▶ DATA UNDER STUDY
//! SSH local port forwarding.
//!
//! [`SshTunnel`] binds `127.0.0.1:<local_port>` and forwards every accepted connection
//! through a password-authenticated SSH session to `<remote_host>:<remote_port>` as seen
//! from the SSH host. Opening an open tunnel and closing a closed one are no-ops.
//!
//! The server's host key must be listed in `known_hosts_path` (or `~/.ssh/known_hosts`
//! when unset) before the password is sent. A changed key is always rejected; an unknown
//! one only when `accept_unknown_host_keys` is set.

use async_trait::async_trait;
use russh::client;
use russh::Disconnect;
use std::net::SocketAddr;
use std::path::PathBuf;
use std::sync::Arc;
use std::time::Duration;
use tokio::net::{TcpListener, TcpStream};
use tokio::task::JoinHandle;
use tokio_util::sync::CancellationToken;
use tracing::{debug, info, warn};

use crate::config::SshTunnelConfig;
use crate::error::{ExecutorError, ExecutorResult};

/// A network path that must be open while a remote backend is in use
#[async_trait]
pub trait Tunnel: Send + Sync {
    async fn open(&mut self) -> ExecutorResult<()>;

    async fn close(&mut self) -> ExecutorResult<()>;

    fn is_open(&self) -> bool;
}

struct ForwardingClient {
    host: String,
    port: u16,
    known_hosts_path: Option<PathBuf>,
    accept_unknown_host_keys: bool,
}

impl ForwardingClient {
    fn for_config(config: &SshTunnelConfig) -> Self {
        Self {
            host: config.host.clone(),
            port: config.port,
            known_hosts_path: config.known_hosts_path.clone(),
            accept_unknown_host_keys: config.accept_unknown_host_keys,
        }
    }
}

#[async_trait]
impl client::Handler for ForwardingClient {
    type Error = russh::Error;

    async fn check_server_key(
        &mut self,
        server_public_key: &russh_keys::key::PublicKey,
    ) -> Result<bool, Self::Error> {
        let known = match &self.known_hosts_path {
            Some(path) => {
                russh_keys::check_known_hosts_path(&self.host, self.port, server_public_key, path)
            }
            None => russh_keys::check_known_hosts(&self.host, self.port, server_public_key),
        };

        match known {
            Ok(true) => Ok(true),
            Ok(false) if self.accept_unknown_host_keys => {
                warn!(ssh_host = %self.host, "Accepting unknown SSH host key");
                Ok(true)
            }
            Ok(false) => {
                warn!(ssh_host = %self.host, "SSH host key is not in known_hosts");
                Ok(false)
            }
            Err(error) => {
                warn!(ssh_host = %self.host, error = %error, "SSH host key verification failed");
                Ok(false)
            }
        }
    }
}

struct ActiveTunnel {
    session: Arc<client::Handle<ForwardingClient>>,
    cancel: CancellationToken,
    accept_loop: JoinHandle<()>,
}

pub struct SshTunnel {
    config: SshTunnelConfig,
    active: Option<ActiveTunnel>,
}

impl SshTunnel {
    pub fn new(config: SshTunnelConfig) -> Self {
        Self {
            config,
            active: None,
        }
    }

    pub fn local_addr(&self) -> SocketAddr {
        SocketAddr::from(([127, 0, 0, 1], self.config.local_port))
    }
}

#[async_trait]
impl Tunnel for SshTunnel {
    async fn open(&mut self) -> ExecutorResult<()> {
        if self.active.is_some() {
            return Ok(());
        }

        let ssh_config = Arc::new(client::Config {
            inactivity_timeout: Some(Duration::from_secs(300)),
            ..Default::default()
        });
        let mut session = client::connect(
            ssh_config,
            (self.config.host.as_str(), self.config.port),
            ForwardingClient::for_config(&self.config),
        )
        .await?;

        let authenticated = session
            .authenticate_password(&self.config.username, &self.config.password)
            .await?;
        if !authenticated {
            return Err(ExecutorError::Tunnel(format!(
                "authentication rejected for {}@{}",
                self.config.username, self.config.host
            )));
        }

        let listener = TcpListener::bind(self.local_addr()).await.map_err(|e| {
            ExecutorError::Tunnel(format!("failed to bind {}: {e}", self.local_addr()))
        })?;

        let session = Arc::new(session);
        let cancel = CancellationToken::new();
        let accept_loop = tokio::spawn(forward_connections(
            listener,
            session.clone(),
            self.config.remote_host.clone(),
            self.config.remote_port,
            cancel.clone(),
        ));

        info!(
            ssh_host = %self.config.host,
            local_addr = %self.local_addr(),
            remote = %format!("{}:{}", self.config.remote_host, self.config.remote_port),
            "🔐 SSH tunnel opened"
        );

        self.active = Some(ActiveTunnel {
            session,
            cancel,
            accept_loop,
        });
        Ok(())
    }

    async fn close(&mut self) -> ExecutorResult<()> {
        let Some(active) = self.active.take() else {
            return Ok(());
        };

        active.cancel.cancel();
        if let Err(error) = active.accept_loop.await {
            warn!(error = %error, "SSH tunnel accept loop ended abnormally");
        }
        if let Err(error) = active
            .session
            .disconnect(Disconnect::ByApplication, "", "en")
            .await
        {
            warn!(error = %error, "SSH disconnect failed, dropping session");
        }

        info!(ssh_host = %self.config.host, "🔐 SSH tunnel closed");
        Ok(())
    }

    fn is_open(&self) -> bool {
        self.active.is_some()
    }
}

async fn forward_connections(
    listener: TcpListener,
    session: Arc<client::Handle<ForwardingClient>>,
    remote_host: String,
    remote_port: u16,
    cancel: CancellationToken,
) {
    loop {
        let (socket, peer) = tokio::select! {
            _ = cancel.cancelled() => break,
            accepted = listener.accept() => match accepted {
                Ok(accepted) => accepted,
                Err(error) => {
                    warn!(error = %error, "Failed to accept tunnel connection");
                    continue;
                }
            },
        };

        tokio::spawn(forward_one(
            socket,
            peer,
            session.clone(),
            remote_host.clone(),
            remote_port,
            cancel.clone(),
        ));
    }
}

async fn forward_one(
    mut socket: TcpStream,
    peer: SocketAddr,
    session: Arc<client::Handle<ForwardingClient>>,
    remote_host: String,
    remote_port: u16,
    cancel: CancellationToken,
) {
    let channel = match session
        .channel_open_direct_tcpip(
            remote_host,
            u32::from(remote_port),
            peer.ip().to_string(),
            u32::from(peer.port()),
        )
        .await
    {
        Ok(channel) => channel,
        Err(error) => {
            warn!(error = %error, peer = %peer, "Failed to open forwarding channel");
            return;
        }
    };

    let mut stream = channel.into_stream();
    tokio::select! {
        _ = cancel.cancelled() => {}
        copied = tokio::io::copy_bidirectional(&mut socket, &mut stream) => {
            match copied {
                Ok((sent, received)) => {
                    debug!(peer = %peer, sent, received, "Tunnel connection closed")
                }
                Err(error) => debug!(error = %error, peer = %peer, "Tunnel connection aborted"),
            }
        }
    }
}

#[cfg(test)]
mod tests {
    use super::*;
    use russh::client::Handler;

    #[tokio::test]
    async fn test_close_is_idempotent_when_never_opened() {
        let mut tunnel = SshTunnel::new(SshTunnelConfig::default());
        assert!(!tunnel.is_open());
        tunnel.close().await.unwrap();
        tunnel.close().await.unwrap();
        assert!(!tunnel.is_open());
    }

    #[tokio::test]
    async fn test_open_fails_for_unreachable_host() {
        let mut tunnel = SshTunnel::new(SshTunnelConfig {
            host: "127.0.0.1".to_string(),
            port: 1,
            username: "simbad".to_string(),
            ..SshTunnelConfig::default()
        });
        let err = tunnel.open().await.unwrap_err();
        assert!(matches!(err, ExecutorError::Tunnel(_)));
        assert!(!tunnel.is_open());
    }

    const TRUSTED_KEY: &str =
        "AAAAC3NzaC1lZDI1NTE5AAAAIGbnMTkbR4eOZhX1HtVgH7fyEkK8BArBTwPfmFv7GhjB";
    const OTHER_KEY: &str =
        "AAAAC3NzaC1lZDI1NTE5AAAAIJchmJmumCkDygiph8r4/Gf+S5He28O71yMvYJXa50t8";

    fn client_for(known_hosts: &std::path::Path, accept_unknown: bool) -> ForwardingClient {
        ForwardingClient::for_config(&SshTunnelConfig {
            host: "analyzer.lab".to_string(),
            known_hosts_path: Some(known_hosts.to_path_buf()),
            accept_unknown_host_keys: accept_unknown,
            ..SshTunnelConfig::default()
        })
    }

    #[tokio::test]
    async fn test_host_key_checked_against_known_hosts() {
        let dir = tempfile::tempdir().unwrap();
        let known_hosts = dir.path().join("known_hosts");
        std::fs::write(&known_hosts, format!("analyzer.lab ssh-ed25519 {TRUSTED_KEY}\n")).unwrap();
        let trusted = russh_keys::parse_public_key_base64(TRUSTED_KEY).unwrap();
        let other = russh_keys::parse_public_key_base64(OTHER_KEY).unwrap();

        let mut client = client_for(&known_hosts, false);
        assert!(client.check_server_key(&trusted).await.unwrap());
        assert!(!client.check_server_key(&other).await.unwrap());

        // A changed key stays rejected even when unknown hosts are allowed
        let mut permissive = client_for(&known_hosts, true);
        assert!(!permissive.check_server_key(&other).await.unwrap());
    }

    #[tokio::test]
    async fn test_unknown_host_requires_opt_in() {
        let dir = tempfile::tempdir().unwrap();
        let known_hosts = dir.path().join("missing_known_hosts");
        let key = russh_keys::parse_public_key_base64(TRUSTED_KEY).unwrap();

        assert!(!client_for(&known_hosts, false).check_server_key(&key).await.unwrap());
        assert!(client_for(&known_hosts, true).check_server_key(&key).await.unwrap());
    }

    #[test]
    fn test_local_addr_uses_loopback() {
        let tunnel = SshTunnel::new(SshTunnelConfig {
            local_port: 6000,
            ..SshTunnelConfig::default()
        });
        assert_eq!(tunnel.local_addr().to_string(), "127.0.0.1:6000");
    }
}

▶ WHAT IS REQUIRED
State how many lines of the listing hold the string "true", and add nothing else.

▶ ANSWER
4